- 著者
-
浜田 道夫
- 出版者
- 社会経済史学会
- 雑誌
- 社會經濟史學 (ISSN:00380113)
- 巻号頁・発行日
- vol.68, no.4, pp.381-400, 2002-11-25
In the France the Old Regime, the monarchy gave the nobility the exclusive privilege of hunting and bearing arms; the commoners, especially the peasants, opposed thid monopoly by poaching. The object of this paper is to examine the nature of seigneurial authority through investigating the repression of poaching in several jurisdictions. The poachers who appear in the criminal records tend to be fairly rich peasants (or their sons and young servants) using guns, which circulated among peasants in the countryside through both purchase and loans.

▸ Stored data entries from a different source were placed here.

//! Collection operations.

use std::sync::Arc;

use serde::Deserialize;

use crate::bulk::{BulkOperation, NestedSchema};
use crate::clients::graphql::GraphqlClient;
use crate::pagination::{Connection, Page};

use super::errors::{check_user_errors, ResourceError};
use super::types::{Collection, CollectionInput, ProductRef};
use super::MutationPayload;

const COLLECTION_GET_QUERY: &str = "\
query collection($id: ID!, $cursor: String) {
    collection(id: $id) {
        id
        handle
        title
        products(first: 250, after: $cursor) {
            edges {
                node {
                    id
                    legacyResourceId
                }
                cursor
            }
            pageInfo {
                hasNextPage
            }
        }
    }
}";

const COLLECTION_LIST_BULK_QUERY: &str = "\
{
    collections {
        edges {
            node {
                id
                handle
                title
                products {
                    edges {
                        node {
                            id
                            legacyResourceId
                        }
                    }
                }
            }
        }
    }
}";

const COLLECTION_CREATE_MUTATION: &str = "\
mutation collectionCreate($input: CollectionInput!) {
    collectionCreate(input: $input) {
        collection {
            id
        }
        userErrors {
            field
            message
        }
    }
}";

const COLLECTION_UPDATE_MUTATION: &str = "\
mutation collectionUpdate($input: CollectionInput!) {
    collectionUpdate(input: $input) {
        userErrors {
            field
            message
        }
    }
}";

#[derive(Deserialize)]
#[serde(rename_all = "camelCase")]
struct CollectionPage {
    id: Option<String>,
    handle: Option<String>,
    title: Option<String>,
    #[serde(default)]
    products: Option<Connection<ProductRef>>,
}

/// Service for collection operations.
#[derive(Debug, Clone)]
pub struct CollectionService {
    client: Arc<GraphqlClient>,
    bulk: BulkOperation,
}

impl CollectionService {
    pub(crate) fn new(client: Arc<GraphqlClient>, bulk: BulkOperation) -> Self {
        Self { client, bulk }
    }

    /// Fetches a collection by id with its complete product membership.
    ///
    /// The product connection pages at 250 per request; this follows the
    /// cursors until `hasNextPage` is false.
    ///
    /// Returns `Ok(None)` when no collection exists with that id.
    ///
    /// # Errors
    ///
    /// Returns [`ResourceError::Graphql`] when any page query fails.
    pub async fn get(&self, id: &str) -> Result<Option<Collection>, ResourceError> {
        let Some(first) = self.get_page(id, None).await? else {
            return Ok(None);
        };

        let mut collection = Collection {
            id: first.id,
            handle: first.handle,
            title: first.title,
            products: Vec::new(),
        };

        let mut page = first.products.map(Page::from);
        loop {
            let Some(current) = page.take() else { break };
            collection.products.extend(current.items);

            let (true, Some(cursor)) = (current.has_next_page, current.last_cursor) else {
                break;
            };
            page = self
                .get_page(id, Some(&cursor))
                .await?
                .and_then(|next| next.products)
                .map(Page::from);
        }

        Ok(Some(collection))
    }

    async fn get_page(
        &self,
        id: &str,
        cursor: Option<&str>,
    ) -> Result<Option<CollectionPage>, ResourceError> {
        #[derive(Deserialize)]
        struct CollectionData {
            collection: Option<CollectionPage>,
        }

        let data: CollectionData = self
            .client
            .query(
                COLLECTION_GET_QUERY,
                serde_json::json!({ "id": id, "cursor": cursor }),
            )
            .await?;
        Ok(data.collection)
    }

    /// Lists every collection with its full product membership, via a bulk
    /// query.
    ///
    /// # Errors
    ///
    /// Returns [`ResourceError::Bulk`] when the bulk pipeline fails.
    pub async fn list_all(&self) -> Result<Vec<Collection>, ResourceError> {
        let schema = NestedSchema::new().child("Product", "products");
        Ok(self.bulk.query(COLLECTION_LIST_BULK_QUERY, &schema).await?)
    }

    /// Creates a collection and returns its new id.
    ///
    /// # Errors
    ///
    /// Returns [`ResourceError::UserErrors`] when the API rejects the input,
    /// and [`ResourceError::Graphql`] when the mutation fails.
    pub async fn create(&self, input: CollectionInput) -> Result<Option<String>, ResourceError> {
        #[derive(Deserialize)]
        struct CreatedCollection {
            id: String,
        }

        #[derive(Deserialize)]
        struct CreatePayload {
            collection: Option<CreatedCollection>,
            #[serde(rename = "userErrors", default)]
            user_errors: Vec<crate::clients::graphql::UserError>,
        }

        #[derive(Deserialize)]
        struct CreateData {
            #[serde(rename = "collectionCreate")]
            payload: CreatePayload,
        }

        let data: CreateData = self
            .client
            .mutate(
                COLLECTION_CREATE_MUTATION,
                serde_json::json!({ "input": input }),
            )
            .await?;
        check_user_errors("collectionCreate", data.payload.user_errors)?;
        Ok(data.payload.collection.map(|collection| collection.id))
    }

    /// Creates a batch of collections, continuing past individual failures.
    ///
    /// Failed creations are logged and skipped so one bad input does not
    /// abort the batch.
    pub async fn create_bulk(&self, inputs: Vec<CollectionInput>) {
        for input in inputs {
            let title = input.title.clone().unwrap_or_default();
            if let Err(error) = self.create(input).await {
                tracing::warn!(%error, title, "couldn't create collection");
            }
        }
    }

    /// Updates a collection's mutable fields.
    ///
    /// # Errors
    ///
    /// Returns [`ResourceError::UserErrors`] when the API rejects the input,
    /// and [`ResourceError::Graphql`] when the mutation fails.
    pub async fn update(&self, input: CollectionInput) -> Result<(), ResourceError> {
        #[derive(Deserialize)]
        struct UpdateData {
            #[serde(rename = "collectionUpdate")]
            payload: MutationPayload,
        }

        let data: UpdateData = self
            .client
            .mutate(
                COLLECTION_UPDATE_MUTATION,
                serde_json::json!({ "input": input }),
            )
            .await?;
        check_user_errors("collectionUpdate", data.payload.user_errors)
    }
}
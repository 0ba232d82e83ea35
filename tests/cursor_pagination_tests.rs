//! Integration tests for cursor pagination.

use serde_json::json;
use wiremock::matchers::{body_string_contains, method, path};
use wiremock::{Mock, MockServer, ResponseTemplate};

use shopify_graphql::pagination::{ListOptions, PaginationError};
use shopify_graphql::resources::ResourceError;
use shopify_graphql::{AccessToken, ApiVersion, Client, ClientConfig, HostUrl, ShopDomain};

fn graphql_path() -> String {
    format!("/admin/api/{}/graphql.json", ApiVersion::latest())
}

fn test_client(server: &MockServer) -> Client {
    let config = ClientConfig::builder()
        .shop(ShopDomain::new("test-shop").unwrap())
        .access_token(AccessToken::new("test-token").unwrap())
        .host(HostUrl::new(server.uri()).unwrap())
        .build()
        .unwrap();
    Client::new(&config)
}

fn orders_page(names_and_cursors: &[(&str, &str)], has_next_page: bool) -> ResponseTemplate {
    let edges: Vec<serde_json::Value> = names_and_cursors
        .iter()
        .enumerate()
        .map(|(i, (name, cursor))| {
            json!({
                "node": {"id": format!("gid://shopify/Order/{i}"), "name": name},
                "cursor": cursor
            })
        })
        .collect();

    ResponseTemplate::new(200).set_body_json(json!({
        "data": {
            "orders": {
                "edges": edges,
                "pageInfo": {"hasNextPage": has_next_page}
            }
        }
    }))
}

#[tokio::test]
async fn test_page_carries_items_cursors_and_continuation_flag() {
    let server = MockServer::start().await;
    Mock::given(method("POST"))
        .and(path(graphql_path()))
        .respond_with(orders_page(
            &[("#1001", "cur-1"), ("#1002", "cur-2")],
            true,
        ))
        .mount(&server)
        .await;

    let client = test_client(&server);
    let options = ListOptions {
        first: Some(2),
        ..ListOptions::default()
    };
    let page = client.orders().list_after_cursor(&options).await.unwrap();

    assert_eq!(page.items.len(), 2);
    assert_eq!(page.items[0].name.as_deref(), Some("#1001"));
    assert_eq!(page.first_cursor.as_deref(), Some("cur-1"));
    assert_eq!(page.last_cursor.as_deref(), Some("cur-2"));
    assert!(page.has_next_page);
}

#[tokio::test]
async fn test_last_cursor_resumes_the_next_page() {
    let server = MockServer::start().await;

    // The first request carries no cursor; the second must carry cur-2.
    Mock::given(method("POST"))
        .and(path(graphql_path()))
        .and(body_string_contains("cur-2"))
        .respond_with(orders_page(&[("#1003", "cur-3")], false))
        .mount(&server)
        .await;
    Mock::given(method("POST"))
        .and(path(graphql_path()))
        .respond_with(orders_page(
            &[("#1001", "cur-1"), ("#1002", "cur-2")],
            true,
        ))
        .mount(&server)
        .await;

    let client = test_client(&server);
    let mut options = ListOptions {
        first: Some(2),
        ..ListOptions::default()
    };

    let first_page = client.orders().list_after_cursor(&options).await.unwrap();
    assert!(first_page.has_next_page);

    options.after = first_page.last_cursor;
    let second_page = client.orders().list_after_cursor(&options).await.unwrap();

    assert_eq!(second_page.items.len(), 1);
    assert_eq!(second_page.items[0].name.as_deref(), Some("#1003"));
    assert!(!second_page.has_next_page);
}

#[tokio::test]
async fn test_backward_pagination_sends_last_and_before() {
    let server = MockServer::start().await;
    Mock::given(method("POST"))
        .and(path(graphql_path()))
        .and(body_string_contains(r#""last":2"#))
        .and(body_string_contains(r#""before":"cur-5""#))
        .respond_with(orders_page(&[("#1004", "cur-4")], false))
        .mount(&server)
        .await;

    let client = test_client(&server);
    let options = ListOptions {
        last: Some(2),
        before: Some("cur-5".to_string()),
        ..ListOptions::default()
    };
    let page = client.orders().list_after_cursor(&options).await.unwrap();

    assert_eq!(page.items.len(), 1);
}

#[tokio::test]
async fn test_reverse_flag_reaches_the_wire() {
    let server = MockServer::start().await;
    Mock::given(method("POST"))
        .and(path(graphql_path()))
        .and(body_string_contains(r#""reverse":true"#))
        .respond_with(orders_page(&[("#1009", "cur-9")], false))
        .mount(&server)
        .await;

    let client = test_client(&server);
    let options = ListOptions {
        first: Some(1),
        reverse: true,
        ..ListOptions::default()
    };
    let page = client.orders().list_after_cursor(&options).await.unwrap();

    assert_eq!(page.items[0].name.as_deref(), Some("#1009"));
}

#[tokio::test]
async fn test_empty_page_has_no_cursors() {
    let server = MockServer::start().await;
    Mock::given(method("POST"))
        .and(path(graphql_path()))
        .respond_with(orders_page(&[], false))
        .mount(&server)
        .await;

    let client = test_client(&server);
    let options = ListOptions {
        first: Some(10),
        query: Some("name:nothing-matches".to_string()),
        ..ListOptions::default()
    };
    let page = client.orders().list_after_cursor(&options).await.unwrap();

    assert!(page.items.is_empty());
    assert!(page.first_cursor.is_none());
    assert!(page.last_cursor.is_none());
    assert!(!page.has_next_page);
}

#[tokio::test]
async fn test_conflicting_options_fail_before_any_request() {
    let server = MockServer::start().await;
    let client = test_client(&server);

    let options = ListOptions {
        first: Some(10),
        last: Some(10),
        ..ListOptions::default()
    };
    let error = client.orders().list_after_cursor(&options).await.unwrap_err();

    assert!(matches!(
        error,
        ResourceError::Pagination(PaginationError::ConflictingLimits)
    ));
    assert!(server.received_requests().await.unwrap().is_empty());
}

This shows that hunting was rather commonplace as a leisure pursuit, although only a few records of proceedings against poaching can be found (only twenty-five in five jurisdictions throughout the eighteenth century). But why are there so few records of proceedings? First, it was because le garde de chasse (the rural police) were recruited from among the peasants and often chose not to pursue poachers; and second, because the seigneurial prosecutor proceeded principally against habitual poachers. There was certainly a threshold of tolerance in the seigneurial justice system. Thus the system served to mediate between the monarch, who needed to maintain order, and the peasants, who had been accustomed to hunting since the middle ages.